(Records contained in a dataset)

+---+

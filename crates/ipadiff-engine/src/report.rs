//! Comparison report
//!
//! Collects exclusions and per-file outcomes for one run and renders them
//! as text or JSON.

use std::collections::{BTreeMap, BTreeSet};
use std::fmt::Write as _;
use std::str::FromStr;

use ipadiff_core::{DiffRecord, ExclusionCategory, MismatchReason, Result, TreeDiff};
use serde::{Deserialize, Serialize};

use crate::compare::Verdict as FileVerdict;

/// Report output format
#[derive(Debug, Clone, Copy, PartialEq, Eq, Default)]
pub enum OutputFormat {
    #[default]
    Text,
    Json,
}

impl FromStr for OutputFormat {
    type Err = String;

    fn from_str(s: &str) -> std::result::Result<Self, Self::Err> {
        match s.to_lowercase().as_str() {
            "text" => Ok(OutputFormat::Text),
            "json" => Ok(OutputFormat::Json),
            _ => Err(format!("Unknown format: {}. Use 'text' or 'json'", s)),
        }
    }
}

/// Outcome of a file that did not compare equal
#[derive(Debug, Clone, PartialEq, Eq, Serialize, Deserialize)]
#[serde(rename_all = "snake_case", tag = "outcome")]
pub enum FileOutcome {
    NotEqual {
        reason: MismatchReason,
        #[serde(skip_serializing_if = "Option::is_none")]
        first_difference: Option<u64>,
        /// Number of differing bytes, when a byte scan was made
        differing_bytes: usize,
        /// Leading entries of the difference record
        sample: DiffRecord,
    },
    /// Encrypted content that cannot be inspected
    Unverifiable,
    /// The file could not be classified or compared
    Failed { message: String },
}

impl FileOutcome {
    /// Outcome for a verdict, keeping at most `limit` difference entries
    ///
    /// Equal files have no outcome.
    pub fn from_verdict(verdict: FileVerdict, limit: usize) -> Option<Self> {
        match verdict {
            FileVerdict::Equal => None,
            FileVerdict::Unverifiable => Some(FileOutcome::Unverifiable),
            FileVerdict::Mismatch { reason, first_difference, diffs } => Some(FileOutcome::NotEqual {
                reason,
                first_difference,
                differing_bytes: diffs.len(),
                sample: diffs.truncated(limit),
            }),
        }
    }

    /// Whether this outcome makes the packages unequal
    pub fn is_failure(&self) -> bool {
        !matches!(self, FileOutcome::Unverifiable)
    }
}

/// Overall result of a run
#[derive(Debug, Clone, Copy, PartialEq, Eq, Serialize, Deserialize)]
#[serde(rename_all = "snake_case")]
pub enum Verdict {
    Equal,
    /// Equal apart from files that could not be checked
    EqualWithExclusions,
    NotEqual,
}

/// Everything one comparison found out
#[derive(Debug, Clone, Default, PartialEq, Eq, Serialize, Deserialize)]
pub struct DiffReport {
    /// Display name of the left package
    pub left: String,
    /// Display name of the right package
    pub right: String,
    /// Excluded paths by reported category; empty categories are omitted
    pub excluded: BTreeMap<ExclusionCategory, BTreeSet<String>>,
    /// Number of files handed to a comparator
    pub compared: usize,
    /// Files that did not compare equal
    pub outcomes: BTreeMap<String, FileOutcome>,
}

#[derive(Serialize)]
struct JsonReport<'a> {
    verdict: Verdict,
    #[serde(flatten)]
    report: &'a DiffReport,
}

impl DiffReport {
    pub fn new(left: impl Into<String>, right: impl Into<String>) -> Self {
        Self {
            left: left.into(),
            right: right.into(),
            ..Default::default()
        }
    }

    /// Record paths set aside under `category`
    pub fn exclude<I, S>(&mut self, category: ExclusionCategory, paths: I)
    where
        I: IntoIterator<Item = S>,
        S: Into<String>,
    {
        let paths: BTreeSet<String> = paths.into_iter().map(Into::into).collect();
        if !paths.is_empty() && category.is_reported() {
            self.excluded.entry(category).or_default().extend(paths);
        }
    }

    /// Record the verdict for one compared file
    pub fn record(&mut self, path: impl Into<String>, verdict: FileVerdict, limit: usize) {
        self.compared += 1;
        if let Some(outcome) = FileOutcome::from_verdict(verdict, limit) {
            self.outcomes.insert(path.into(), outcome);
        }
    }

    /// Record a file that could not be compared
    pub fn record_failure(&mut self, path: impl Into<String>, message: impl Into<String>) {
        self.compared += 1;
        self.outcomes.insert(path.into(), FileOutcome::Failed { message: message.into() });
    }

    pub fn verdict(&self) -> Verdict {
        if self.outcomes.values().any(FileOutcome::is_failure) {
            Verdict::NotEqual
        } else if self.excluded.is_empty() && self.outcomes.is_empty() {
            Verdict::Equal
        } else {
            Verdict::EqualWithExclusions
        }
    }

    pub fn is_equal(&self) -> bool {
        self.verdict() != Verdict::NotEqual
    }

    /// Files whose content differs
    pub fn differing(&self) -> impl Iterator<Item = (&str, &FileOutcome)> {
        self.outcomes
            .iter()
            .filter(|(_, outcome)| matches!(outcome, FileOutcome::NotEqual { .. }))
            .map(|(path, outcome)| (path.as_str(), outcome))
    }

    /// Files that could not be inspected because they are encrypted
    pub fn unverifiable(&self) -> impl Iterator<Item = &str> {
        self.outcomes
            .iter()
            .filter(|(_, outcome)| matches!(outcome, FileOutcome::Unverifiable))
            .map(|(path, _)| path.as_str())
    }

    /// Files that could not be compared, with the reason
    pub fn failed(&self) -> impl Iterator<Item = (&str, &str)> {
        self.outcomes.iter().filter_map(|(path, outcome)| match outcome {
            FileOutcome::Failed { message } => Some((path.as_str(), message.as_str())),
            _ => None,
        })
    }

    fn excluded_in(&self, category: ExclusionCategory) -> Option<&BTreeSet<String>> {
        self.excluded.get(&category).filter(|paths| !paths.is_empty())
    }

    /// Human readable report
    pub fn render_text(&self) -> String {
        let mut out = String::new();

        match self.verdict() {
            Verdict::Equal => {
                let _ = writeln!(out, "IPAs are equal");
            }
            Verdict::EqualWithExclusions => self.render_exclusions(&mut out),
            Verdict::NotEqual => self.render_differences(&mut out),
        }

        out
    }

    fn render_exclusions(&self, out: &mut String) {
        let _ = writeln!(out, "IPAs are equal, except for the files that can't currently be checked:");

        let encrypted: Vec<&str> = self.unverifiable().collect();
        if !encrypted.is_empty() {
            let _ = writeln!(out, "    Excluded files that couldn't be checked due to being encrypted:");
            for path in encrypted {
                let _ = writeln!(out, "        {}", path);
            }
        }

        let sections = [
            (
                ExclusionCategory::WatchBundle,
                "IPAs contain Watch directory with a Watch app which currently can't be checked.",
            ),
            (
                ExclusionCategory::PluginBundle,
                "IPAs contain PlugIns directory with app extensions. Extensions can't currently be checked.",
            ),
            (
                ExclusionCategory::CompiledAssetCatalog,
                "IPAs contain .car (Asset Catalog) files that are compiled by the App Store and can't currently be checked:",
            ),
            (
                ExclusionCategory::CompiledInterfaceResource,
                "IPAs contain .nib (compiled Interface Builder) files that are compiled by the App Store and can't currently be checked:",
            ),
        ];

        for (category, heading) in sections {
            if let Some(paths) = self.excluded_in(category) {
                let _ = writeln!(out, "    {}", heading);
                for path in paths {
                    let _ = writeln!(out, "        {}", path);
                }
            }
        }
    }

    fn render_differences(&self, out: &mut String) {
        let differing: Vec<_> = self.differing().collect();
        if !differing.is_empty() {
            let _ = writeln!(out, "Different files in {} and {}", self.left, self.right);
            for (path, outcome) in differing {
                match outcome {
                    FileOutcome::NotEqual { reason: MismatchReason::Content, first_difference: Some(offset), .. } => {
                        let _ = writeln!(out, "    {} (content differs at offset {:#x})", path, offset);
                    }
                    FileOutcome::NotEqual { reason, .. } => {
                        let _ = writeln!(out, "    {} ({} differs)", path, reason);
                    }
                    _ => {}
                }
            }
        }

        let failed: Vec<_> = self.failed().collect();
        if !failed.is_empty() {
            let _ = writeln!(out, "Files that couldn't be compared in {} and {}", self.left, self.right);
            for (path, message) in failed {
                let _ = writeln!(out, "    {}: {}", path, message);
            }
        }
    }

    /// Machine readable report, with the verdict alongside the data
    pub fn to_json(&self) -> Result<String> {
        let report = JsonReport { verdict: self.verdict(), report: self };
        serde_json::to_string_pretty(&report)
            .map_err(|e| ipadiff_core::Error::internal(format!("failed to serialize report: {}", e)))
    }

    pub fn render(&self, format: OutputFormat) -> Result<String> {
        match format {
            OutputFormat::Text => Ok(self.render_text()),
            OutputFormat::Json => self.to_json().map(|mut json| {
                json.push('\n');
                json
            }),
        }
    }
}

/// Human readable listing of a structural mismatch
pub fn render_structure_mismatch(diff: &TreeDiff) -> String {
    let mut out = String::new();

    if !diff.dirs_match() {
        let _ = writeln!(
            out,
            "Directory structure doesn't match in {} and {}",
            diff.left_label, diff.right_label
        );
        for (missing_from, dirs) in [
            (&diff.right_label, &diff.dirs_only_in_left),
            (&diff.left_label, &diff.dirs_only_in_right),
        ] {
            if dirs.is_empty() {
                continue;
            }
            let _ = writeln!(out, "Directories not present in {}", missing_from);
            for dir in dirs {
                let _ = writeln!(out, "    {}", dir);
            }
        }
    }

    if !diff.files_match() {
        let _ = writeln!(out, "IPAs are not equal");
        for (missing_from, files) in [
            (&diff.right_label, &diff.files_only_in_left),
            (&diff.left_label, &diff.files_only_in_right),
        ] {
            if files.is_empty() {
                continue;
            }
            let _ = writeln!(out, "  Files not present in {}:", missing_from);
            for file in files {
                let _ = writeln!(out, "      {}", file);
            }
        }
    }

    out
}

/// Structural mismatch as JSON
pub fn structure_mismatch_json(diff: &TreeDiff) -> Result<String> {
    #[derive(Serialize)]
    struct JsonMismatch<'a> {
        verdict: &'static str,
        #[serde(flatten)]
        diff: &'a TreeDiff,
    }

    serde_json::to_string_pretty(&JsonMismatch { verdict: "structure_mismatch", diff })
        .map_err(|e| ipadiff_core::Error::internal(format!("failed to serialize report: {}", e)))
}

+---+

Go through the records and pull out each line that includes the word "derive".

## REPLY TO THE TASK
#[derive(Debug, Clone, Copy, PartialEq, Eq, Default)]
#[derive(Debug, Clone, PartialEq, Eq, Serialize, Deserialize)]
#[derive(Debug, Clone, Copy, PartialEq, Eq, Serialize, Deserialize)]
#[derive(Debug, Clone, Default, PartialEq, Eq, Serialize, Deserialize)]
#[derive(Serialize)]
    #[derive(Serialize)]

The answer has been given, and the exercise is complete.